The turbulent period after the end of the Second World War in the Pacific saw the Indonesian struggle for independence reach a climax as the Dutch authorities vainly tried to reimpose anachronistic and alien rule over their sprawling Southeast Asian island empire. One of the prevailing myths surrounding the eventual achievement of Indonesian statehood in December 1949, according to Frances Gouda and Thijs Brocades Zaalberg in the book under review, was that the United States backed the nationalist cause in a consistent and sustained manner, living up to the anticolonial rhetoric that many Americans had championed during the war against Japan. However, as the authors acknowledge at the outset, English-language scholarship on this issue has long since demolished any such notion, most notably Robert J. McMahon's meticulous study, Colonialism and Cold War: The United States and the Indonesian Struggle for Independence, 1945-49 (Ithaca: Cornell University Press, 1981). Instead, historians of U.S. foreign relations tend to highlight the fact that the various forms of U.S. aid and assistance to the Netherlands effectively gave indirect support to the Dutch during [End Page 128] their military campaigns against the Indonesian Republic proclaimed by Sukarno in August 1945. American conversion to the independence cause came very late in the day. With this as a starting point, Gouda and Zaalberg go on to dissect U.S. attitudes toward Indonesian nationalism and the colonial policies of the Netherlands, employing prewar, wartime, and postwar perspectives. The result is something of an occasionally untidy melange, which is filled nonetheless with some fascinating material for those who have a special interest in the early phase of the Cold War in Southeast Asia.

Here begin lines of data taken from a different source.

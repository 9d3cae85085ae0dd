//! Per-resolution state: scope context and cycle detection path

use super::Injector;
use super::context::ContextCache;
use crate::binding::{Binding, Instance};
use rivet_domain::error::{Error, Result};
use rivet_domain::value_objects::{BindingKey, Scope};
use std::cell::RefCell;
use std::rc::Rc;
use std::sync::Arc;
use tracing::{debug, trace};

/// Handle passed to providers for resolving their dependencies
///
/// Every key entered on the current resolution path is tracked; entering
/// a key that is already on the path fails with `CircularDependency`
/// instead of recursing.
pub struct Resolver<'a> {
    injector: &'a Injector,
    context: Option<&'a ContextCache>,
    path: Rc<RefCell<Vec<BindingKey>>>,
}

impl<'a> Resolver<'a> {
    pub(crate) fn new(injector: &'a Injector, context: Option<&'a ContextCache>) -> Self {
        Self {
            injector,
            context,
            path: Rc::new(RefCell::new(Vec::new())),
        }
    }

    /// Resolve an unqualified binding of `I`
    pub fn get<I: ?Sized + Send + Sync + 'static>(&self) -> Result<Arc<I>> {
        downcast::<I>(&self.resolve(&BindingKey::of::<I>())?)
    }

    /// Resolve a qualified binding of `I`
    pub fn get_named<I: ?Sized + Send + Sync + 'static>(&self, qualifier: &str) -> Result<Arc<I>> {
        downcast::<I>(&self.resolve(&BindingKey::qualified::<I>(qualifier))?)
    }

    /// Resolve `I` if bound, `None` otherwise
    pub fn get_optional<I: ?Sized + Send + Sync + 'static>(&self) -> Result<Option<Arc<I>>> {
        let key = BindingKey::of::<I>();
        if !self.injector.contains_key(&key) {
            return Ok(None);
        }
        downcast::<I>(&self.resolve(&key)?).map(Some)
    }

    /// Whether an unqualified binding of `I` exists
    ///
    /// Providers query the container only through this resolver, so every
    /// nested resolution stays on the tracked path.
    pub fn contains<I: ?Sized + 'static>(&self) -> bool {
        self.injector.contains_key(&BindingKey::of::<I>())
    }

    /// Resolve a key to its type-erased instance
    pub fn resolve(&self, key: &BindingKey) -> Result<Instance> {
        let binding = self
            .injector
            .registry()
            .get(key)
            .ok_or_else(|| Error::binding_not_found(key.to_string()))?;

        self.enter(key)?;
        let result = match binding.scope() {
            Scope::Instance => binding.provide(self),
            Scope::Singleton => self.singleton(binding),
            Scope::Context => self.contextual(binding),
        };
        self.path.borrow_mut().pop();
        result
    }

    fn enter(&self, key: &BindingKey) -> Result<()> {
        let mut path = self.path.borrow_mut();
        if path.contains(key) {
            let mut cycle: Vec<String> = path.iter().map(ToString::to_string).collect();
            cycle.push(key.to_string());
            return Err(Error::circular_dependency(cycle));
        }
        trace!(key = %key, depth = path.len(), "Resolving binding");
        path.push(key.clone());
        Ok(())
    }

    fn singleton(&self, binding: &Binding) -> Result<Instance> {
        let cell = self.injector.singleton_cell(binding.key());
        // Singletons never capture context-scoped instances
        let root = Resolver {
            injector: self.injector,
            context: None,
            path: Rc::clone(&self.path),
        };
        cell.get_or_try_init(|| {
            debug!(key = %binding.key(), "Creating singleton");
            binding.provide(&root)
        })
        .cloned()
    }

    fn contextual(&self, binding: &Binding) -> Result<Instance> {
        let context = self
            .context
            .ok_or_else(|| Error::scope_not_active(binding.key().to_string()))?;
        context
            .cell(binding.key())
            .get_or_try_init(|| {
                debug!(key = %binding.key(), context = %context.id(), "Creating context instance");
                binding.provide(self)
            })
            .cloned()
    }
}

pub(crate) fn downcast<I: ?Sized + Send + Sync + 'static>(instance: &Instance) -> Result<Arc<I>> {
    (**instance)
        .downcast_ref::<Arc<I>>()
        .cloned()
        .ok_or_else(|| Error::type_mismatch(std::any::type_name::<I>()))
}
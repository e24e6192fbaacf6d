use std::cell::Cell;
use std::rc::Rc;

/// Current size of the display area in physical pixels.
pub trait Viewport {
    fn size(&self) -> (u32, u32);
}

/// The idle/loading screen shown until the player starts.
pub trait Presentation {
    fn dismiss_loading_screen(&mut self);
}

/// Viewport whose size is pushed in by the host (window resize events).
#[derive(Clone, Debug)]
pub struct SharedViewport {
    size: Rc<Cell<(u32, u32)>>,
}

impl SharedViewport {
    pub fn new(width: u32, height: u32) -> Self {
        Self { size: Rc::new(Cell::new((width, height))) }
    }

    pub fn set(&self, width: u32, height: u32) {
        self.size.set((width, height));
    }
}

impl Viewport for SharedViewport {
    fn size(&self) -> (u32, u32) {
        self.size.get()
    }
}

/// For hosts without a loading screen; only logs the transition.
#[derive(Debug, Default)]
pub struct LogOnlyPresentation;

impl Presentation for LogOnlyPresentation {
    fn dismiss_loading_screen(&mut self) {
        tracing::debug!("loading screen dismissed");
    }
}
// Re-export all public modules so they can be used from main.rs
pub mod config;
pub mod error;
pub mod logging;

// MVC Architecture
pub mod model;
pub mod view;
pub mod controller;

#[cfg(test)]
mod testing;

pub use config::RuntimeConfig;
pub use controller::{LoopState, RuntimeLoop};
pub use error::{BackendError, FrameError, InitError, LifecycleError};
pub use logging::{LogBuffer, Logger};

#[cfg(target_arch = "wasm32")]
mod web {
    use std::rc::Rc;

    use wasm_bindgen::closure::Closure;
    use wasm_bindgen::{prelude::wasm_bindgen, JsCast, JsValue};
    use web_sys::{Document, Event, HtmlCanvasElement, HtmlElement, KeyboardEvent, MouseEvent, Window};

    use crate::config::{DomIds, RuntimeConfig};
    use crate::controller::{
        FirstPersonPlayer, HauntedHouseLevel, InputEvent, InputProcessor, InputState, Platform, PlayerSettings,
        RuntimeLoop, SharedInput, WanderingGhost,
    };
    use crate::logging::{self, LogBuffer, Logger};
    use crate::model::clock::PerformanceTime;
    use crate::model::TimeSource;
    use crate::view::dom::{download_log, js_error, AnimationFrameScheduler, DomPresentation, WindowViewport};
    use crate::view::WgpuBackend;

    type WebLoop = RuntimeLoop<WgpuBackend, FirstPersonPlayer, WanderingGhost, HauntedHouseLevel>;

    #[wasm_bindgen(start)]
    pub fn start() -> Result<(), JsValue> {
        logging::init();

        let window = web_sys::window().ok_or(js_error("no global `window`"))?;
        let document = window.document().ok_or(js_error("no document on window"))?;
        let time: Rc<dyn TimeSource> =
            Rc::new(PerformanceTime::new(&window).ok_or(js_error("performance timer unavailable"))?);
        let logger = Rc::new(LogBuffer::new(time.clone()));
        let config = RuntimeConfig::default();
        let input = InputState::shared();

        setup_input_listeners(&document, &window, &config.dom.canvas, input.clone())?;
        setup_download_button(&document, logger.clone(), &config)?;

        let launch = {
            let window = window.clone();
            let document = document.clone();
            move || {
                wasm_bindgen_futures::spawn_local(run(window, document, config, logger, time, input));
            }
        };

        // the module may finish loading after the page did
        if document.ready_state() == "complete" {
            launch();
        } else {
            let on_load = Closure::once(launch);
            window.add_event_listener_with_callback("load", on_load.as_ref().unchecked_ref())?;
            on_load.forget();
        }
        Ok(())
    }

    async fn run(
        window: Window,
        document: Document,
        config: RuntimeConfig,
        logger: Rc<LogBuffer>,
        time: Rc<dyn TimeSource>,
        input: SharedInput,
    ) {
        let backend = match WgpuBackend::connect_canvas(&document, &config.dom.canvas).await {
            Ok(backend) => backend,
            Err(err) => {
                logger.record_error(&err);
                return;
            }
        };

        let platform = Platform {
            scheduler: Box::new(AnimationFrameScheduler::new(window.clone())),
            viewport: Box::new(WindowViewport::new(window.clone())),
            presentation: Box::new(DomPresentation::new(&document, &config.dom.loading_screen)),
            logger,
            time,
        };
        let dom = config.dom.clone();
        let player = FirstPersonPlayer::new(input, PlayerSettings::default());
        let runtime: Rc<WebLoop> = Rc::new(RuntimeLoop::new(
            config,
            backend,
            player,
            WanderingGhost::default(),
            HauntedHouseLevel::default(),
            platform,
        ));

        if let Err(err) = setup_runtime_listeners(&window, &document, &dom, runtime.clone()) {
            tracing::error!(?err, "failed to install page listeners");
        }

        // failures are already in the session log
        if let Err(err) = runtime.initialize().await {
            tracing::error!(%err, "initialization did not complete");
        }
    }

    fn setup_runtime_listeners(window: &Window, document: &Document, dom: &DomIds, runtime: Rc<WebLoop>) -> Result<(), JsValue> {
        // Loading screen click starts the game
        if let Some(screen) = document.get_element_by_id(&dom.loading_screen) {
            let runtime = runtime.clone();
            let click = Closure::wrap(Box::new(move |_e: MouseEvent| {
                if let Err(err) = runtime.start() {
                    tracing::debug!(%err, "start ignored");
                }
            }) as Box<dyn FnMut(MouseEvent)>);
            screen.add_event_listener_with_callback("click", click.as_ref().unchecked_ref())?;
            click.forget();
        }

        // Window resize
        {
            let window_for_size = window.clone();
            let document = document.clone();
            let canvas_id = dom.canvas.clone();
            let resize = Closure::wrap(Box::new(move |_e: Event| {
                let dim = |v: Result<JsValue, JsValue>| v.ok().and_then(|v| v.as_f64()).map_or(0, |v| v as u32);
                let width = dim(window_for_size.inner_width());
                let height = dim(window_for_size.inner_height());
                if let Some(canvas) = document
                    .get_element_by_id(&canvas_id)
                    .and_then(|el| el.dyn_into::<HtmlCanvasElement>().ok())
                {
                    canvas.set_width(width.max(1));
                    canvas.set_height(height.max(1));
                }
                // errors are recorded by the runtime
                let _ = runtime.on_resize(width, height);
            }) as Box<dyn FnMut(Event)>);
            window.add_event_listener_with_callback("resize", resize.as_ref().unchecked_ref())?;
            resize.forget();
        }

        Ok(())
    }

    fn setup_download_button(document: &Document, logger: Rc<LogBuffer>, config: &RuntimeConfig) -> Result<(), JsValue> {
        let Some(button) = document.get_element_by_id(&config.dom.download_log) else {
            tracing::warn!(id = %config.dom.download_log, "download button not found");
            return Ok(());
        };
        let document = document.clone();
        let file_name = config.dom.log_file_name.clone();
        let click = Closure::wrap(Box::new(move |_e: MouseEvent| {
            if let Err(err) = download_log(&document, &*logger, &file_name) {
                tracing::error!(?err, "log download failed");
            }
        }) as Box<dyn FnMut(MouseEvent)>);
        button.add_event_listener_with_callback("click", click.as_ref().unchecked_ref())?;
        click.forget();
        Ok(())
    }

    /// Keyboard, mouse-look and pointer lock listeners feeding the shared input
    fn setup_input_listeners(
        document: &Document,
        window: &Window,
        canvas_id: &str,
        input: SharedInput,
    ) -> Result<(), JsValue> {
        let processor = InputProcessor::default();

        // Keyboard down
        {
            let input = input.clone();
            let keydown = Closure::wrap(Box::new(move |e: KeyboardEvent| {
                let key = e.key();
                if processor.is_movement_key(&key) {
                    e.prevent_default();
                }
                input.borrow_mut().process_event(&InputEvent::from_keyboard(&e, true));
            }) as Box<dyn FnMut(KeyboardEvent)>);
            document.add_event_listener_with_callback("keydown", keydown.as_ref().unchecked_ref())?;
            keydown.forget();
        }

        // Keyboard up
        {
            let input = input.clone();
            let keyup = Closure::wrap(Box::new(move |e: KeyboardEvent| {
                input.borrow_mut().process_event(&InputEvent::from_keyboard(&e, false));
            }) as Box<dyn FnMut(KeyboardEvent)>);
            document.add_event_listener_with_callback("keyup", keyup.as_ref().unchecked_ref())?;
            keyup.forget();
        }

        // Focus loss - clear all keys
        {
            let input = input.clone();
            let blur = Closure::wrap(Box::new(move |_e: Event| {
                input.borrow_mut().process_event(&InputEvent::FocusLost);
            }) as Box<dyn FnMut(Event)>);
            window.add_event_listener_with_callback("blur", blur.as_ref().unchecked_ref())?;
            blur.forget();
        }

        // Pointer lock change
        {
            let input = input.clone();
            let doc = document.clone();
            let plc = Closure::wrap(Box::new(move |_e: Event| {
                let locked = doc.pointer_lock_element().is_some();
                input.borrow_mut().process_event(&InputEvent::PointerLockChanged { locked });
            }) as Box<dyn FnMut(Event)>);
            document.add_event_listener_with_callback("pointerlockchange", plc.as_ref().unchecked_ref())?;
            plc.forget();
        }

        // Canvas click to enter pointer lock
        if let Some(canvas) = document.get_element_by_id(canvas_id) {
            let target = canvas.clone();
            let click = Closure::wrap(Box::new(move |_e: MouseEvent| {
                if let Ok(el) = target.clone().dyn_into::<HtmlElement>() {
                    el.request_pointer_lock();
                }
            }) as Box<dyn FnMut(MouseEvent)>);
            canvas.add_event_listener_with_callback("click", click.as_ref().unchecked_ref())?;
            click.forget();
        }

        // Mouse move
        {
            let mm = Closure::wrap(Box::new(move |e: MouseEvent| {
                input.borrow_mut().process_event(&InputEvent::from_mouse_move(&e));
            }) as Box<dyn FnMut(MouseEvent)>);
            document.add_event_listener_with_callback("mousemove", mm.as_ref().unchecked_ref())?;
            mm.forget();
        }

        Ok(())
    }
}
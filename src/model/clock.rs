use std::rc::Rc;

/// Monotonic seconds since some fixed origin.
pub trait TimeSource {
    fn now_seconds(&self) -> f64;
}

#[cfg(not(target_arch = "wasm32"))]
pub use native::InstantTime;
#[cfg(target_arch = "wasm32")]
pub use web::PerformanceTime;

#[cfg(not(target_arch = "wasm32"))]
mod native {
    use std::time::Instant;

    use super::TimeSource;

    pub struct InstantTime {
        origin: Instant,
    }

    impl InstantTime {
        pub fn new() -> Self {
            Self { origin: Instant::now() }
        }
    }

    impl Default for InstantTime {
        fn default() -> Self {
            Self::new()
        }
    }

    impl TimeSource for InstantTime {
        fn now_seconds(&self) -> f64 {
            self.origin.elapsed().as_secs_f64()
        }
    }
}

#[cfg(target_arch = "wasm32")]
mod web {
    use web_sys::Performance;

    use super::TimeSource;

    /// `performance.now()`; `std::time::Instant` panics on wasm32.
    pub struct PerformanceTime {
        performance: Performance,
    }

    impl PerformanceTime {
        pub fn new(window: &web_sys::Window) -> Option<Self> {
            window.performance().map(|performance| Self { performance })
        }
    }

    impl TimeSource for PerformanceTime {
        fn now_seconds(&self) -> f64 {
            self.performance.now() / 1000.0
        }
    }
}

/// Frame clock sampled once per frame.
///
/// The first `delta()` measures from construction. Deltas are clamped to
/// `[0, max_delta]`; a non-finite or backwards reading yields 0.
pub struct Clock {
    source: Rc<dyn TimeSource>,
    last: f64,
    max_delta: f32,
}

impl Clock {
    pub fn new(source: Rc<dyn TimeSource>, max_delta: f32) -> Self {
        let last = source.now_seconds();
        Self {
            source,
            last: if last.is_finite() { last } else { 0.0 },
            max_delta: if max_delta.is_finite() { max_delta.max(0.0) } else { f32::MAX },
        }
    }

    pub fn delta(&mut self) -> f32 {
        let now = self.source.now_seconds();
        if !now.is_finite() {
            return 0.0;
        }
        let elapsed = now - self.last;
        self.last = now.max(self.last);
        if elapsed.is_finite() && elapsed > 0.0 {
            (elapsed as f32).min(self.max_delta)
        } else {
            0.0
        }
    }
}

That said, in many respects the most interesting part of the book is its treatment of U.S. views of Indonesia before the Second World War, a largely uncharted area. In the 1920s U.S. consuls in the archipelago offered a positive image of a profitable and harmonious colony in which stereotypical Dutch virtues of good governance, courage, industry, and tolerance of local traditions could flourish. The surge of Indonesian nationalist feeling after the First World War, the strikes and unrest in the labor movement, and the political repression that surrounded the Communist rebellions of 1926-1927 on Java and Sumatra (pp.79-81) seemed to make little impression on the U.S. envoys. But in the 1930s, as the Great Depression hit U.S. economic investments and a New Deal-influenced idiom of social justice began to enter the State Department's vocabulary, U.S. assessments of Dutch policy became more jaundiced. This period coincided with the governor generalship of B. C. De Jonge, whose archconservatism elicited the opprobrium of U.S. diplomats. As the decade wore on, the contrast between Dutch contempt for the principles of self-determination and the more reformist U.S. colonial practices in the neighboring Philippines (especially with the passage of the Tydings-McDuffie Act in 1934), became ever more apparent (pp.91-98). During the Second World War itself, the Dutch empire's collapse in the face of the Japanese onslaught was partly redeemed in American eyes by Queen Wilhelmina's (very vague) promise in 1942 of a greater measure of autonomy for the Dutch East Indies. In 1944 Franklin Roosevelt made clear that he would not oppose the return of Dutch rule (p.115).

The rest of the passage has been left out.